Shafak’s novel relates the lush island’s descent into tribal hatred as the people made more and more primitive choices. Greek and Turkish tribal fanatics worked without mercy to instill tribal identities, even turning warmhearted neighbors against each other. 

Tribalists would rather be a slave to their tribal identity than a member of a flourishing society. In his book Open: The Story of Human Progress, Johan Norberg quoted Peruvian novelist and essayist Mario Vargas Llosa:

The ‘call of the tribe’ – of that form of existence in which individuals enslave themselves […] is heard time after time by nations and peoples and, even within open societies, by individuals and collectivities that struggle tirelessly to negate the culture of freedom.” Authoritarian mindsets don’t end with tribal matters. 

Norberg added, 

My firm conviction is that it is precisely because we are so tribalist that we need an open, cosmopolitan world. If we did not regularly meet and communicate and exchange with individuals from other groups, they would forever remain the mysterious, dangerous outgroup, the barbarians at the gates.

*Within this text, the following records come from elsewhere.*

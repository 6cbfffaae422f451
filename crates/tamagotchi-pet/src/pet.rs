//! The pet state machine.
//!
//! [`PetState`] owns every mutable attribute of one pet. Callers mutate it
//! through the action methods and [`PetState::advance`], then read the
//! derived values to render a frame. Once [`PetState::is_alive`] returns
//! `false` the pet is terminal and callers should stop mutating it.

use serde::Serialize;
use tamagotchi_types::{Activity, AnimationCategory, LifeStage, PetAction, RandomEvent, Species, Status};
use tracing::debug;

use crate::actions;
use crate::death::{DeathCause, check_death};
use crate::events::{EventSource, event_effect, roll_event};
use crate::status::{derive_animation, derive_status};
use crate::vitals::Vitals;

/// Ticks that make up one day of age.
pub const TICKS_PER_DAY: u64 = 10;

/// What happened during one call to [`PetState::advance`].
#[derive(Debug, Clone, Copy, PartialEq, Eq)]
pub struct TickReport {
    /// The tick count after this tick.
    pub tick: u64,
    /// The random event injected this tick, if any.
    pub event: Option<RandomEvent>,
    /// Whether the pet grew one day older.
    pub aged: bool,
    /// The new stage, if the pet evolved this tick.
    pub evolved: Option<LifeStage>,
    /// If the pet is dead after this tick, the cause.
    pub death: Option<DeathCause>,
}

/// A single virtual pet.
#[derive(Debug, Clone, PartialEq, Eq)]
pub struct PetState {
    name: String,
    species: Species,
    vitals: Vitals,
    age: u32,
    stage: LifeStage,
    last_activity: Option<Activity>,
    tick_count: u64,
}

impl PetState {
    /// Create a newborn pet.
    pub fn new(name: impl Into<String>, species: Species) -> Self {
        Self {
            name: name.into(),
            species,
            vitals: Vitals::STARTING,
            age: 0,
            stage: LifeStage::Baby,
            last_activity: None,
            tick_count: 0,
        }
    }

    /// Create a newborn pet from a species tag.
    ///
    /// Unknown tags fall back to [`Species::Cat`].
    pub fn from_species_tag(name: impl Into<String>, species_tag: &str) -> Self {
        Self::new(name, Species::from_tag(species_tag))
    }

    /// Restore a pet at a given age with the given vitals.
    ///
    /// The tick count is set to the first tick of that day and the stage is
    /// derived from `age`. The pet has no last activity.
    pub fn from_parts(name: impl Into<String>, species: Species, vitals: Vitals, age: u32) -> Self {
        Self {
            name: name.into(),
            species,
            vitals,
            age,
            stage: LifeStage::for_age(age),
            last_activity: None,
            tick_count: u64::from(age).saturating_mul(TICKS_PER_DAY),
        }
    }

    /// The pet's name.
    pub fn name(&self) -> &str {
        &self.name
    }

    /// The pet's species.
    pub const fn species(&self) -> Species {
        self.species
    }

    /// All four vitals.
    pub const fn vitals(&self) -> &Vitals {
        &self.vitals
    }

    /// Current hunger.
    pub const fn hunger(&self) -> u32 {
        self.vitals.hunger()
    }

    /// Current happiness.
    pub const fn happiness(&self) -> u32 {
        self.vitals.happiness()
    }

    /// Current health.
    pub const fn health(&self) -> u32 {
        self.vitals.health()
    }

    /// Current energy.
    pub const fn energy(&self) -> u32 {
        self.vitals.energy()
    }

    /// Age in days.
    pub const fn age(&self) -> u32 {
        self.age
    }

    /// Current life stage.
    pub const fn stage(&self) -> LifeStage {
        self.stage
    }

    /// What the pet is doing after its last action, if anything.
    pub const fn last_activity(&self) -> Option<Activity> {
        self.last_activity
    }

    /// Ticks elapsed since creation.
    pub const fn tick_count(&self) -> u64 {
        self.tick_count
    }

    /// Feed the pet.
    pub fn feed(&mut self) {
        self.apply(PetAction::Feed);
    }

    /// Play with the pet.
    pub fn play(&mut self) {
        self.apply(PetAction::Play);
    }

    /// Heal the pet.
    pub fn heal(&mut self) {
        self.apply(PetAction::Heal);
    }

    /// Put the pet to sleep.
    pub fn sleep(&mut self) {
        self.apply(PetAction::Sleep);
    }

    /// Apply an action's fixed effect and record the resulting activity.
    pub fn apply(&mut self, action: PetAction) {
        self.vitals.apply(actions::effect(action));
        self.last_activity = Some(action.activity());
    }

    /// Swap the species tag. Nothing else changes.
    pub const fn change_species(&mut self, species: Species) {
        self.species = species;
    }

    /// Advance the pet by one tick.
    ///
    /// # Order of operations
    ///
    /// 1. Passive decay of the vitals (see [`Vitals::decay`])
    /// 2. Increment the tick count
    /// 3. Age by one day on every [`TICKS_PER_DAY`]th tick
    /// 4. Recompute the stage from the age
    /// 5. Roll for a random event and apply it
    pub fn advance<S>(&mut self, events: &mut S) -> TickReport
    where
        S: EventSource + ?Sized,
    {
        self.vitals.decay();

        self.tick_count = self.tick_count.saturating_add(1);

        let aged = self.tick_count.checked_rem(TICKS_PER_DAY) == Some(0);
        if aged {
            self.age = self.age.saturating_add(1);
        }

        let previous = self.stage;
        self.stage = LifeStage::for_age(self.age);
        let evolved = (self.stage != previous).then_some(self.stage);
        if let Some(stage) = evolved {
            debug!(pet = %self.name, age = self.age, stage = %stage, "Pet evolved");
        }

        let event = roll_event(events);
        if let Some(event) = event {
            self.vitals.apply(event_effect(event));
            debug!(pet = %self.name, tick = self.tick_count, event = %event, "Random event");
        }

        TickReport {
            tick: self.tick_count,
            event,
            aged,
            evolved,
            death: self.death_cause(),
        }
    }

    /// Whether the pet is still alive: health above 0 and hunger below 100.
    pub const fn is_alive(&self) -> bool {
        self.death_cause().is_none()
    }

    /// Why the pet died, or `None` while it is alive.
    pub const fn death_cause(&self) -> Option<DeathCause> {
        check_death(&self.vitals)
    }

    /// The status label.
    pub const fn status(&self) -> Status {
        derive_status(&self.vitals)
    }

    /// The animation category to render.
    pub fn animation_category(&self) -> AnimationCategory {
        derive_animation(&self.vitals, self.last_activity)
    }

    /// A serializable copy of every output.
    pub fn snapshot(&self) -> PetSnapshot {
        PetSnapshot {
            name: self.name.clone(),
            species: self.species,
            hunger: self.hunger(),
            happiness: self.happiness(),
            health: self.health(),
            energy: self.energy(),
            age: self.age,
            stage: self.stage,
            last_activity: self.last_activity,
            tick_count: self.tick_count,
            status: self.status(),
            animation: self.animation_category(),
            alive: self.is_alive(),
            death_cause: self.death_cause(),
        }
    }
}

/// Read-only view of a pet for renderers and logs.
#[derive(Debug, Clone, PartialEq, Eq, Serialize)]
pub struct PetSnapshot {
    /// The pet's name.
    pub name: String,
    /// The pet's species.
    pub species: Species,
    /// Hunger in `0..=100`.
    pub hunger: u32,
    /// Happiness in `0..=100`.
    pub happiness: u32,
    /// Health in `0..=100`.
    pub health: u32,
    /// Energy in `0..=100`.
    pub energy: u32,
    /// Age in days.
    pub age: u32,
    /// Life stage.
    pub stage: LifeStage,
    /// Activity left by the last action.
    pub last_activity: Option<Activity>,
    /// Ticks elapsed since creation.
    pub tick_count: u64,
    /// Status label.
    pub status: Status,
    /// Animation category.
    pub animation: AnimationCategory,
    /// Whether the pet is alive.
    pub alive: bool,
    /// Cause of death, if dead.
    pub death_cause: Option<DeathCause>,
}

#[cfg(test)]
#[allow(clippy::unwrap_used)]
mod tests {
    use super::*;
    use crate::events::NoEvents;

    /// Fires every roll and always picks the given index.
    struct Forced(usize);

    impl EventSource for Forced {
        fn next_unit(&mut self) -> f64 {
            0.0
        }

        fn choose_index(&mut self, _len: usize) -> usize {
            self.0
        }
    }

    fn pet() -> PetState {
        PetState::new("Mochi", Species::Cat)
    }

    #[test]
    fn newborn_defaults() {
        let p = pet();
        assert_eq!(p.name(), "Mochi");
        assert_eq!(p.hunger(), 50);
        assert_eq!(p.happiness(), 50);
        assert_eq!(p.health(), 50);
        assert_eq!(p.energy(), 100);
        assert_eq!(p.age(), 0);
        assert_eq!(p.stage(), LifeStage::Baby);
        assert_eq!(p.last_activity(), None);
        assert_eq!(p.tick_count(), 0);
        assert!(p.is_alive());
    }

    #[test]
    fn unknown_species_tag_falls_back_to_cat() {
        let p = PetState::from_species_tag("Rex", "dinosaur");
        assert_eq!(p.species(), Species::Cat);
        let p = PetState::from_species_tag("Bolt", "robot");
        assert_eq!(p.species(), Species::Robot);
    }

    #[test]
    fn feed_from_baseline() {
        let mut p = pet();
        p.feed();
        assert_eq!(p.hunger(), 35);
        assert_eq!(p.happiness(), 55);
        assert_eq!(p.energy(), 95);
        assert_eq!(p.health(), 50);
        assert_eq!(p.last_activity(), Some(Activity::Eating));
    }

    #[test]
    fn play_from_baseline() {
        let mut p = pet();
        p.play();
        assert_eq!(p.hunger(), 60);
        assert_eq!(p.happiness(), 65);
        assert_eq!(p.energy(), 80);
        assert_eq!(p.last_activity(), Some(Activity::Playing));
    }

    #[test]
    fn heal_from_baseline() {
        let mut p = pet();
        p.heal();
        assert_eq!(p.health(), 65);
        assert_eq!(p.happiness(), 45);
        assert_eq!(p.energy(), 90);
        assert_eq!(p.last_activity(), Some(Activity::Healing));
    }

    #[test]
    fn sleep_clamps_energy() {
        let mut p = pet();
        p.sleep();
        assert_eq!(p.energy(), 100);
        assert_eq!(p.health(), 55);
        assert_eq!(p.happiness(), 45);
        assert_eq!(p.last_activity(), Some(Activity::Sleeping));
    }

    #[test]
    fn actions_never_age_the_pet() {
        let mut p = pet();
        for action in PetAction::ALL.iter().cycle().take(40) {
            p.apply(*action);
        }
        assert_eq!(p.age(), 0);
        assert_eq!(p.tick_count(), 0);
    }

    #[test]
    fn change_species_keeps_everything_else() {
        let mut p = pet();
        p.play();
        let before = p.clone();
        p.change_species(Species::Bunny);
        assert_eq!(p.species(), Species::Bunny);
        assert_eq!(p.vitals(), before.vitals());
        assert_eq!(p.last_activity(), before.last_activity());
        assert_eq!(p.age(), before.age());
    }

    #[test]
    fn advance_applies_decay_and_counts_ticks() {
        let mut p = pet();
        let report = p.advance(&mut NoEvents);
        assert_eq!(report.tick, 1);
        assert_eq!(report.event, None);
        assert!(!report.aged);
        assert_eq!(report.death, None);
        assert_eq!(p.hunger(), 52);
        assert_eq!(p.happiness(), 49);
        assert_eq!(p.energy(), 99);
    }

    #[test]
    fn ten_ticks_make_a_day() {
        let mut p = pet();
        for _ in 0..9 {
            assert!(!p.advance(&mut NoEvents).aged);
        }
        let report = p.advance(&mut NoEvents);
        assert!(report.aged);
        assert_eq!(p.age(), 1);
        assert_eq!(p.tick_count(), 10);
    }

    #[test]
    fn advance_keeps_last_activity() {
        let mut p = pet();
        p.feed();
        p.advance(&mut NoEvents);
        assert_eq!(p.last_activity(), Some(Activity::Eating));
    }

    #[test]
    fn forced_event_is_applied_and_reported() {
        let mut p = pet();
        // Index 3 is EnergyDrain.
        let report = p.advance(&mut Forced(3));
        assert_eq!(report.event, Some(RandomEvent::EnergyDrain));
        assert_eq!(p.energy(), 84);

        let mut p = pet();
        let report = p.advance(&mut Forced(0));
        assert_eq!(report.event, Some(RandomEvent::HungerSpike));
        assert_eq!(p.hunger(), 62);
    }

    #[test]
    fn evolution_reported_once() {
        let mut p = PetState::from_parts("Mochi", Species::Cat, Vitals::STARTING, 14);
        let mut evolutions = Vec::new();
        for _ in 0..10 {
            let report = p.advance(&mut NoEvents);
            if let Some(stage) = report.evolved {
                evolutions.push((report.tick, stage));
            }
        }
        assert_eq!(evolutions, vec![(150, LifeStage::Teen)]);
        assert_eq!(p.age(), 15);
    }

    #[test]
    fn from_parts_derives_stage_and_ticks() {
        let p = PetState::from_parts("Old", Species::Robot, Vitals::STARTING, 31);
        assert_eq!(p.stage(), LifeStage::Adult);
        assert_eq!(p.tick_count(), 310);
        assert_eq!(p.last_activity(), None);
    }

    #[test]
    fn death_report_on_fatal_tick() {
        let mut p = PetState::from_parts("Mochi", Species::Cat, Vitals::new(98, 50, 50, 50), 0);
        let report = p.advance(&mut NoEvents);
        assert_eq!(p.hunger(), 100);
        assert_eq!(report.death, Some(DeathCause::TooHungry));
        assert!(!p.is_alive());
    }

    #[test]
    fn derivations_are_idempotent() {
        let mut p = pet();
        p.play();
        p.play();
        assert_eq!(p.status(), p.status());
        assert_eq!(p.animation_category(), p.animation_category());
        assert_eq!(p.is_alive(), p.is_alive());
    }

    #[test]
    fn snapshot_mirrors_state() {
        let mut p = PetState::from_parts("Mochi", Species::Bunny, Vitals::new(90, 50, 20, 50), 3);
        p.sleep();
        let snap = p.snapshot();
        assert_eq!(snap.name, "Mochi");
        assert_eq!(snap.species, Species::Bunny);
        assert_eq!(snap.health, 25);
        assert_eq!(snap.status, Status::Sick);
        assert_eq!(snap.animation, AnimationCategory::Sick);
        assert!(snap.alive);
        assert_eq!(snap.death_cause, None);

        let json = serde_json::to_value(&snap).unwrap();
        assert_eq!(json["species"], "bunny");
        assert_eq!(json["last_activity"], "sleeping");
        assert_eq!(json["stage"], "Baby");
    }
}
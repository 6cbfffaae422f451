//! The four clamped vitals and the per-tick decay applied to them.
//!
//! Every mutation goes through [`Vitals::apply`], which shifts each value
//! by a signed delta with saturating arithmetic and clamps the result to
//! `0..=MAX_VITAL`. There is no way to observe a vital outside that range.
//!
//! # Decay order
//!
//! 1. Hunger rises by [`HUNGER_PER_TICK`]
//! 2. Happiness falls by [`HAPPINESS_DECAY`]
//! 3. Health falls by [`STARVATION_DAMAGE`] if hunger (already raised in
//!    step 1) exceeds [`STARVATION_THRESHOLD`]
//! 4. Energy falls by [`ENERGY_DECAY`]

use serde::Serialize;

/// Upper bound of every vital.
pub const MAX_VITAL: u32 = 100;

/// Hunger added each tick.
pub const HUNGER_PER_TICK: i32 = 2;

/// Happiness lost each tick.
pub const HAPPINESS_DECAY: i32 = 1;

/// Energy lost each tick.
pub const ENERGY_DECAY: i32 = 1;

/// Hunger above which the pet starts losing health each tick.
pub const STARVATION_THRESHOLD: u32 = 80;

/// Health lost per tick while starving.
pub const STARVATION_DAMAGE: i32 = 2;

const fn clamp_vital(value: u32) -> u32 {
    if value > MAX_VITAL { MAX_VITAL } else { value }
}

const fn shift(value: u32, delta: i32) -> u32 {
    clamp_vital(value.saturating_add_signed(delta))
}

/// A signed adjustment to each vital, applied simultaneously.
#[derive(Debug, Clone, Copy, Default, PartialEq, Eq, Hash)]
pub struct VitalDelta {
    /// Change to hunger (positive is worse).
    pub hunger: i32,
    /// Change to happiness.
    pub happiness: i32,
    /// Change to health.
    pub health: i32,
    /// Change to energy.
    pub energy: i32,
}

impl VitalDelta {
    /// No change at all.
    pub const ZERO: Self = Self {
        hunger: 0,
        happiness: 0,
        health: 0,
        energy: 0,
    };
}

/// Hunger, happiness, health, and energy, each in `0..=100`.
///
/// Higher hunger is worse; higher happiness, health, and energy are better.
#[derive(Debug, Clone, Copy, PartialEq, Eq, Hash, Serialize)]
pub struct Vitals {
    hunger: u32,
    happiness: u32,
    health: u32,
    energy: u32,
}

impl Vitals {
    /// Vitals of a freshly created pet.
    pub const STARTING: Self = Self {
        hunger: 50,
        happiness: 50,
        health: 50,
        energy: 100,
    };

    /// Build vitals from raw values, clamping each to `0..=100`.
    pub const fn new(hunger: u32, happiness: u32, health: u32, energy: u32) -> Self {
        Self {
            hunger: clamp_vital(hunger),
            happiness: clamp_vital(happiness),
            health: clamp_vital(health),
            energy: clamp_vital(energy),
        }
    }

    /// Current hunger.
    pub const fn hunger(&self) -> u32 {
        self.hunger
    }

    /// Current happiness.
    pub const fn happiness(&self) -> u32 {
        self.happiness
    }

    /// Current health.
    pub const fn health(&self) -> u32 {
        self.health
    }

    /// Current energy.
    pub const fn energy(&self) -> u32 {
        self.energy
    }

    /// Apply a delta to all four vitals at once.
    ///
    /// Each vital is shifted independently and clamped, so a delta pushing
    /// past a boundary is simply absorbed.
    pub const fn apply(&mut self, delta: VitalDelta) {
        self.hunger = shift(self.hunger, delta.hunger);
        self.happiness = shift(self.happiness, delta.happiness);
        self.health = shift(self.health, delta.health);
        self.energy = shift(self.energy, delta.energy);
    }

    /// Apply one tick of passive decay. See the module docs for the order.
    pub const fn decay(&mut self) {
        self.hunger = shift(self.hunger, HUNGER_PER_TICK);
        self.happiness = shift(self.happiness, HAPPINESS_DECAY.saturating_neg());
        if self.hunger > STARVATION_THRESHOLD {
            self.health = shift(self.health, STARVATION_DAMAGE.saturating_neg());
        }
        self.energy = shift(self.energy, ENERGY_DECAY.saturating_neg());
    }
}

impl Default for Vitals {
    fn default() -> Self {
        Self::STARTING
    }
}
//! Error types for the session runner binary.
//!
//! [`RunnerError`] is the top-level error type that wraps every failure
//! mode during startup and at the end of a session.

/// Top-level error for the session runner binary.
#[derive(Debug, thiserror::Error)]
pub enum RunnerError {
    /// Configuration or animation asset loading failed.
    #[error("config error: {source}")]
    Config {
        /// The underlying config error.
        #[from]
        source: crate::config::ConfigError,
    },

    /// The final snapshot could not be serialized.
    #[error("snapshot serialization failed: {source}")]
    Snapshot {
        /// The underlying JSON error.
        #[from]
        source: serde_json::Error,
    },
}
//! Configuration loading and typed config structures for the session runner.
//!
//! The runner reads `tamagotchi.yaml` from the working directory (or the
//! path given as the first command-line argument). Every section is
//! optional; missing values fall back to the defaults below.
//!
//! ```yaml
//! pet:
//!   name: Mochi
//!   species: cat
//! session:
//!   seed: 42
//!   tick_interval_ms: 500
//!   max_ticks: 1000
//! caretaker:
//!   mode: scripted
//!   script: [feed, play, "change_species:robot", wait, quit]
//! animations_path: assets/animations.yaml
//! ```
//!
//! `TAMAGOTCHI_SEED` and `TAMAGOTCHI_TICK_INTERVAL_MS` override the session
//! values from the environment.

use std::path::{Path, PathBuf};

use serde::Deserialize;
use tamagotchi_pet::AnimationTable;

use crate::caretaker::{
    AttentiveCaretaker, CareCommand, Caretaker, NeglectfulCaretaker, ScriptedCaretaker,
};

/// Errors that can occur when loading configuration or assets.
#[derive(Debug, thiserror::Error)]
pub enum ConfigError {
    /// Failed to read a file from disk.
    #[error("failed to read {path}: {source}")]
    Io {
        /// The file that could not be read.
        path: PathBuf,
        /// The underlying I/O error.
        source: std::io::Error,
    },

    /// Failed to parse YAML content.
    #[error("failed to parse YAML: {source}")]
    Yaml {
        /// The underlying YAML parse error.
        #[from]
        source: serde_yml::Error,
    },

    /// An environment override held a value of the wrong type.
    #[error("invalid value {value:?} for {name}")]
    InvalidOverride {
        /// The environment variable name.
        name: &'static str,
        /// The value that failed to parse.
        value: String,
    },
}

/// Top-level runner configuration.
#[derive(Debug, Clone, Default, PartialEq, Eq, Deserialize)]
pub struct TamagotchiConfig {
    /// The pet to create.
    #[serde(default)]
    pub pet: PetConfig,

    /// Session pacing and bounds.
    #[serde(default)]
    pub session: SessionConfig,

    /// Who looks after the pet.
    #[serde(default)]
    pub caretaker: CaretakerConfig,

    /// Optional YAML file of animation frames per species.
    #[serde(default)]
    pub animations_path: Option<PathBuf>,
}

impl TamagotchiConfig {
    /// Load configuration from a YAML file, then apply environment overrides.
    pub fn from_file(path: &Path) -> Result<Self, ConfigError> {
        let contents = read(path)?;
        let mut config = Self::parse(&contents)?;
        config.apply_env_overrides()?;
        Ok(config)
    }

    /// Parse configuration from a YAML string. No overrides are applied.
    pub fn parse(yaml: &str) -> Result<Self, ConfigError> {
        Ok(serde_yml::from_str(yaml)?)
    }

    /// Apply `TAMAGOTCHI_*` overrides from the process environment.
    pub fn apply_env_overrides(&mut self) -> Result<(), ConfigError> {
        self.apply_overrides(|name| std::env::var(name).ok())
    }

    /// Apply overrides from an arbitrary lookup (the environment in
    /// production, a map in tests).
    pub fn apply_overrides<F>(&mut self, lookup: F) -> Result<(), ConfigError>
    where
        F: Fn(&str) -> Option<String>,
    {
        if let Some(value) = lookup("TAMAGOTCHI_SEED") {
            self.session.seed = Some(parse_override("TAMAGOTCHI_SEED", value)?);
        }
        if let Some(value) = lookup("TAMAGOTCHI_TICK_INTERVAL_MS") {
            self.session.tick_interval_ms = parse_override("TAMAGOTCHI_TICK_INTERVAL_MS", value)?;
        }
        Ok(())
    }

    /// Load the animation table named by `animations_path`, if any.
    pub fn load_animations(&self) -> Result<Option<AnimationTable>, ConfigError> {
        let Some(path) = &self.animations_path else {
            return Ok(None);
        };
        let contents = read(path)?;
        Ok(Some(serde_yml::from_str(&contents)?))
    }
}

/// The pet to create at session start.
#[derive(Debug, Clone, PartialEq, Eq, Deserialize)]
pub struct PetConfig {
    /// The pet's name (default: `Mochi`).
    #[serde(default = "default_pet_name")]
    pub name: String,

    /// Species tag; unknown tags fall back to cat (default: `cat`).
    #[serde(default = "default_species")]
    pub species: String,
}

impl Default for PetConfig {
    fn default() -> Self {
        Self {
            name: default_pet_name(),
            species: default_species(),
        }
    }
}

/// Session pacing and bounds.
#[derive(Debug, Clone, PartialEq, Eq, Deserialize)]
pub struct SessionConfig {
    /// Seed for random events. `None` seeds from the operating system.
    #[serde(default)]
    pub seed: Option<u64>,

    /// Real-time delay between ticks in milliseconds (default: 500).
    #[serde(default = "default_tick_interval_ms")]
    pub tick_interval_ms: u64,

    /// Stop after this many ticks; 0 means no limit (default: 1000).
    #[serde(default = "default_max_ticks")]
    pub max_ticks: u64,
}

impl Default for SessionConfig {
    fn default() -> Self {
        Self {
            seed: None,
            tick_interval_ms: default_tick_interval_ms(),
            max_ticks: default_max_ticks(),
        }
    }
}

/// Which caretaker policy drives the session.
#[derive(Debug, Clone, Copy, Default, PartialEq, Eq, Deserialize)]
#[serde(rename_all = "lowercase")]
pub enum CaretakerMode {
    /// Tends to the most urgent need.
    #[default]
    Attentive,
    /// Never does anything.
    Neglectful,
    /// Replays `caretaker.script`.
    Scripted,
}

/// Caretaker settings.
#[derive(Debug, Clone, Default, PartialEq, Eq, Deserialize)]
pub struct CaretakerConfig {
    /// The policy to use.
    #[serde(default)]
    pub mode: CaretakerMode,

    /// Commands for [`CaretakerMode::Scripted`].
    #[serde(default)]
    pub script: Vec<CareCommand>,
}

impl CaretakerConfig {
    /// Build the configured caretaker.
    pub fn build(&self) -> Box<dyn Caretaker> {
        match self.mode {
            CaretakerMode::Attentive => Box::new(AttentiveCaretaker),
            CaretakerMode::Neglectful => Box::new(NeglectfulCaretaker),
            CaretakerMode::Scripted => Box::new(ScriptedCaretaker::new(self.script.iter().copied())),
        }
    }
}

fn read(path: &Path) -> Result<String, ConfigError> {
    std::fs::read_to_string(path).map_err(|source| ConfigError::Io {
        path: path.to_path_buf(),
        source,
    })
}

fn parse_override<T: std::str::FromStr>(name: &'static str, value: String) -> Result<T, ConfigError> {
    let parsed = value.trim().parse().ok();
    parsed.ok_or(ConfigError::InvalidOverride { name, value })
}

// ---------------------------------------------------------------------------
// Default value functions (serde default requires named functions)
// ---------------------------------------------------------------------------

fn default_pet_name() -> String {
    "Mochi".to_owned()
}

fn default_species() -> String {
    "cat".to_owned()
}

const fn default_tick_interval_ms() -> u64 {
    500
}

const fn default_max_ticks() -> u64 {
    1000
}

In The Road to Serfdom, Friedrich Hayek pointed out “the primitive man… was bound by an elaborate ritual in almost every one of his daily activities… was limited by innumerable taboos and… could scarcely conceive of doing things different from his fellows.” The growth of civilization, and thus human flourishing, depends on transcending such primitive limits.  

Before tribal conflict erupted into civil war, Shafak described Cyprus as a society with a web of communication and exchange: “[T]hey used to say, Greeks and Turks are flesh and fingernail. You can’t separate your fingernail from your flesh. Seems they were wrong. It could be done. War is a terrible thing. All kinds of wars. But civil wars are the worst perhaps, when old neighbors become new enemies.”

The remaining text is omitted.